__Saved data entries__.
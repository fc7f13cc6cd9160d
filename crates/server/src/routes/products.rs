//! Admin product management.

use axum::{
    Json, Router,
    extract::{Path, Query, State},
    http::StatusCode,
    routing::{get, put},
};
use serde::{Deserialize, Serialize};

use tindahan_core::ProductId;

use crate::db::ProductRepository;
use crate::db::products::ProductPage;
use crate::error::AppError;
use crate::middleware::RequireStaff;
use crate::models::product::{CreateProductInput, Product, ProductFilter, UpdateProductInput};
use crate::state::AppState;

/// Paginated product listing payload.
#[derive(Debug, Serialize)]
pub struct ProductListResponse {
    /// The page of products.
    pub data: Vec<Product>,
    /// Total rows matching the filter across all pages.
    pub total: i64,
    /// 1-based page number.
    pub page: u32,
    /// Page size.
    pub per_page: u32,
}

impl From<ProductPage> for ProductListResponse {
    fn from(page: ProductPage) -> Self {
        Self {
            data: page.products,
            total: page.total,
            page: page.page,
            per_page: page.per_page,
        }
    }
}

/// Build the admin products router.
pub fn router() -> Router<AppState> {
    Router::new()
        .route("/api/admin/products", get(list).post(create))
        .route(
            "/api/admin/products/{id}",
            get(show).put(update).delete(delete),
        )
        .route("/api/admin/products/{id}/stock", put(update_stock))
}

/// List every product, including inactive ones.
///
/// GET /api/admin/products
async fn list(
    RequireStaff(_user): RequireStaff,
    State(state): State<AppState>,
    Query(filter): Query<ProductFilter>,
) -> Result<Json<ProductListResponse>, AppError> {
    let page = ProductRepository::new(state.pool())
        .list(&filter, false)
        .await?;
    Ok(Json(page.into()))
}

/// Product detail.
///
/// GET /api/admin/products/{id}
async fn show(
    RequireStaff(_user): RequireStaff,
    State(state): State<AppState>,
    Path(id): Path<ProductId>,
) -> Result<Json<Product>, AppError> {
    let product = ProductRepository::new(state.pool())
        .get(id)
        .await?
        .ok_or_else(|| AppError::NotFound("Product not found".to_string()))?;
    Ok(Json(product))
}

/// Create a product.
///
/// POST /api/admin/products
async fn create(
    RequireStaff(user): RequireStaff,
    State(state): State<AppState>,
    Json(input): Json<CreateProductInput>,
) -> Result<(StatusCode, Json<Product>), AppError> {
    validate_product_numbers(input.price, input.quantity, input.discount_percentage)?;
    let product = ProductRepository::new(state.pool()).create(&input).await?;
    tracing::info!(product_id = product.id.as_i32(), by = %user.email, "product created");
    Ok((StatusCode::CREATED, Json(product)))
}

/// Update a product; omitted fields keep their values.
///
/// PUT /api/admin/products/{id}
async fn update(
    RequireStaff(_user): RequireStaff,
    State(state): State<AppState>,
    Path(id): Path<ProductId>,
    Json(input): Json<UpdateProductInput>,
) -> Result<Json<Product>, AppError> {
    if let Some(price) = input.price
        && price < rust_decimal::Decimal::ZERO
    {
        return Err(AppError::BadRequest("Price cannot be negative".to_string()));
    }
    if let Some(quantity) = input.quantity
        && quantity < 0
    {
        return Err(AppError::BadRequest("Stock cannot be negative".to_string()));
    }
    let product = ProductRepository::new(state.pool()).update(id, &input).await?;
    Ok(Json(product))
}

#[derive(Debug, Deserialize)]
struct StockInput {
    quantity: i32,
}

/// Set a product's stock to an absolute quantity.
///
/// PUT /api/admin/products/{id}/stock
async fn update_stock(
    RequireStaff(_user): RequireStaff,
    State(state): State<AppState>,
    Path(id): Path<ProductId>,
    Json(input): Json<StockInput>,
) -> Result<Json<Product>, AppError> {
    if input.quantity < 0 {
        return Err(AppError::BadRequest("Stock cannot be negative".to_string()));
    }
    let product = ProductRepository::new(state.pool())
        .update_stock(id, input.quantity)
        .await?;
    Ok(Json(product))
}

/// Delete a product.
///
/// DELETE /api/admin/products/{id}
async fn delete(
    RequireStaff(_user): RequireStaff,
    State(state): State<AppState>,
    Path(id): Path<ProductId>,
) -> Result<StatusCode, AppError> {
    let deleted = ProductRepository::new(state.pool()).delete(id).await?;
    if !deleted {
        return Err(AppError::NotFound("Product not found".to_string()));
    }
    Ok(StatusCode::NO_CONTENT)
}

fn validate_product_numbers(
    price: rust_decimal::Decimal,
    quantity: i32,
    discount_percentage: Option<rust_decimal::Decimal>,
) -> Result<(), AppError> {
    if price < rust_decimal::Decimal::ZERO {
        return Err(AppError::BadRequest("Price cannot be negative".to_string()));
    }
    if quantity < 0 {
        return Err(AppError::BadRequest("Stock cannot be negative".to_string()));
    }
    if let Some(pct) = discount_percentage
        && !(rust_decimal::Decimal::ZERO..=rust_decimal::Decimal::ONE_HUNDRED).contains(&pct)
    {
        return Err(AppError::BadRequest(
            "Discount percentage must be between 0 and 100".to_string(),
        ));
    }
    Ok(())
}

#[cfg(test)]
mod tests {
    use super::*;
    use rust_decimal::Decimal;

    #[test]
    fn test_validate_product_numbers() {
        assert!(validate_product_numbers(Decimal::from(100), 5, None).is_ok());
        assert!(validate_product_numbers(Decimal::from(-1), 5, None).is_err());
        assert!(validate_product_numbers(Decimal::from(100), -5, None).is_err());
        assert!(
            validate_product_numbers(Decimal::from(100), 5, Some(Decimal::from(101))).is_err()
        );
        assert!(validate_product_numbers(Decimal::from(100), 5, Some(Decimal::from(100))).is_ok());
    }
}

__Task item__.
The entries above must be copied verbatim. Leave none out.

__Your solution__.
repository fc7f13cc6cd9160d
filename crates/server/src/routes/products.rs
//! Admin product management.

use axum::{
    Json, Router,
    extract::{Path, Query, State},
    http::StatusCode,
    routing::{get, put},
};
use serde::{Deserialize, Serialize};

use tindahan_core::ProductId;

use crate::db::ProductRepository;
use crate::db::products::ProductPage;
use crate::error::AppError;
use crate::middleware::RequireStaff;
use crate::models::product::{CreateProductInput, Product, ProductFilter, UpdateProductInput};
use crate::state::AppState;

/// Paginated product listing payload.
#[derive(Debug, Serialize)]
pub struct ProductListResponse {
    /// The page of products.
    pub data: Vec<Product>,
    /// Total rows matching the filter across all pages.
    pub total: i64,
    /// 1-based page number.
    pub page: u32,
    /// Page size.
    pub per_page: u32,
}

impl From<ProductPage> for ProductListResponse {
    fn from(page: ProductPage) -> Self {
        Self {
            data: page.products,
            total: page.total,
            page: page.page,
            per_page: page.per_page,
        }
    }
}

/// Build the admin products router.
pub fn router() -> Router<AppState> {
    Router::new()
        .route("/api/admin/products", get(list).post(create))
        .route(
            "/api/admin/products/{id}",
            get(show).put(update).delete(delete),
        )
        .route("/api/admin/products/{id}/stock", put(update_stock))
}

/// List every product, including inactive ones.
///
/// GET /api/admin/products
async fn list(
    RequireStaff(_user): RequireStaff,
    State(state): State<AppState>,
    Query(filter): Query<ProductFilter>,
) -> Result<Json<ProductListResponse>, AppError> {
    let page = ProductRepository::new(state.pool())
        .list(&filter, false)
        .await?;
    Ok(Json(page.into()))
}

/// Product detail.
///
/// GET /api/admin/products/{id}
async fn show(
    RequireStaff(_user): RequireStaff,
    State(state): State<AppState>,
    Path(id): Path<ProductId>,
) -> Result<Json<Product>, AppError> {
    let product = ProductRepository::new(state.pool())
        .get(id)
        .await?
        .ok_or_else(|| AppError::NotFound("Product not found".to_string()))?;
    Ok(Json(product))
}

/// Create a product.
///
/// POST /api/admin/products
async fn create(
    RequireStaff(user): RequireStaff,
    State(state): State<AppState>,
    Json(input): Json<CreateProductInput>,
) -> Result<(StatusCode, Json<Product>), AppError> {
    validate_product_numbers(input.price, input.quantity, input.discount_percentage)?;
    let product = ProductRepository::new(state.pool()).create(&input).await?;
    tracing::info!(product_id = product.id.as_i32(), by = %user.email, "product created");
    Ok((StatusCode::CREATED, Json(product)))
}

/// Update a product; omitted fields keep their values.
///
/// PUT /api/admin/products/{id}
async fn update(
    RequireStaff(_user): RequireStaff,
    State(state): State<AppState>,
    Path(id): Path<ProductId>,
    Json(input): Json<UpdateProductInput>,
) -> Result<Json<Product>, AppError> {
    if let Some(price) = input.price
        && price < rust_decimal::Decimal::ZERO
    {
        return Err(AppError::BadRequest("Price cannot be negative".to_string()));
    }
    if let Some(quantity) = input.quantity
        && quantity < 0
    {
        return Err(AppError::BadRequest("Stock cannot be negative".to_string()));
    }
    let product = ProductRepository::new(state.pool()).update(id, &input).await?;
    Ok(Json(product))
}

#[derive(Debug, Deserialize)]
struct StockInput {
    quantity: i32,
}

/// Set a product's stock to an absolute quantity.
///
/// PUT /api/admin/products/{id}/stock
async fn update_stock(
    RequireStaff(_user): RequireStaff,
    State(state): State<AppState>,
    Path(id): Path<ProductId>,
    Json(input): Json<StockInput>,
) -> Result<Json<Product>, AppError> {
    if input.quantity < 0 {
        return Err(AppError::BadRequest("Stock cannot be negative".to_string()));
    }
    let product = ProductRepository::new(state.pool())
        .update_stock(id, input.quantity)
        .await?;
    Ok(Json(product))
}

/// Delete a product.
///
/// DELETE /api/admin/products/{id}
async fn delete(
    RequireStaff(_user): RequireStaff,
    State(state): State<AppState>,
    Path(id): Path<ProductId>,
) -> Result<StatusCode, AppError> {
    let deleted = ProductRepository::new(state.pool()).delete(id).await?;
    if !deleted {
        return Err(AppError::NotFound("Product not found".to_string()));
    }
    Ok(StatusCode::NO_CONTENT)
}

fn validate_product_numbers(
    price: rust_decimal::Decimal,
    quantity: i32,
    discount_percentage: Option<rust_decimal::Decimal>,
) -> Result<(), AppError> {
    if price < rust_decimal::Decimal::ZERO {
        return Err(AppError::BadRequest("Price cannot be negative".to_string()));
    }
    if quantity < 0 {
        return Err(AppError::BadRequest("Stock cannot be negative".to_string()));
    }
    if let Some(pct) = discount_percentage
        && !(rust_decimal::Decimal::ZERO..=rust_decimal::Decimal::ONE_HUNDRED).contains(&pct)
    {
        return Err(AppError::BadRequest(
            "Discount percentage must be between 0 and 100".to_string(),
        ));
    }
    Ok(())
}

#[cfg(test)]
mod tests {
    use super::*;
    use rust_decimal::Decimal;

    #[test]
    fn test_validate_product_numbers() {
        assert!(validate_product_numbers(Decimal::from(100), 5, None).is_ok());
        assert!(validate_product_numbers(Decimal::from(-1), 5, None).is_err());
        assert!(validate_product_numbers(Decimal::from(100), -5, None).is_err());
        assert!(
            validate_product_numbers(Decimal::from(100), 5, Some(Decimal::from(101))).is_err()
        );
        assert!(validate_product_numbers(Decimal::from(100), 5, Some(Decimal::from(100))).is_ok());
    }
}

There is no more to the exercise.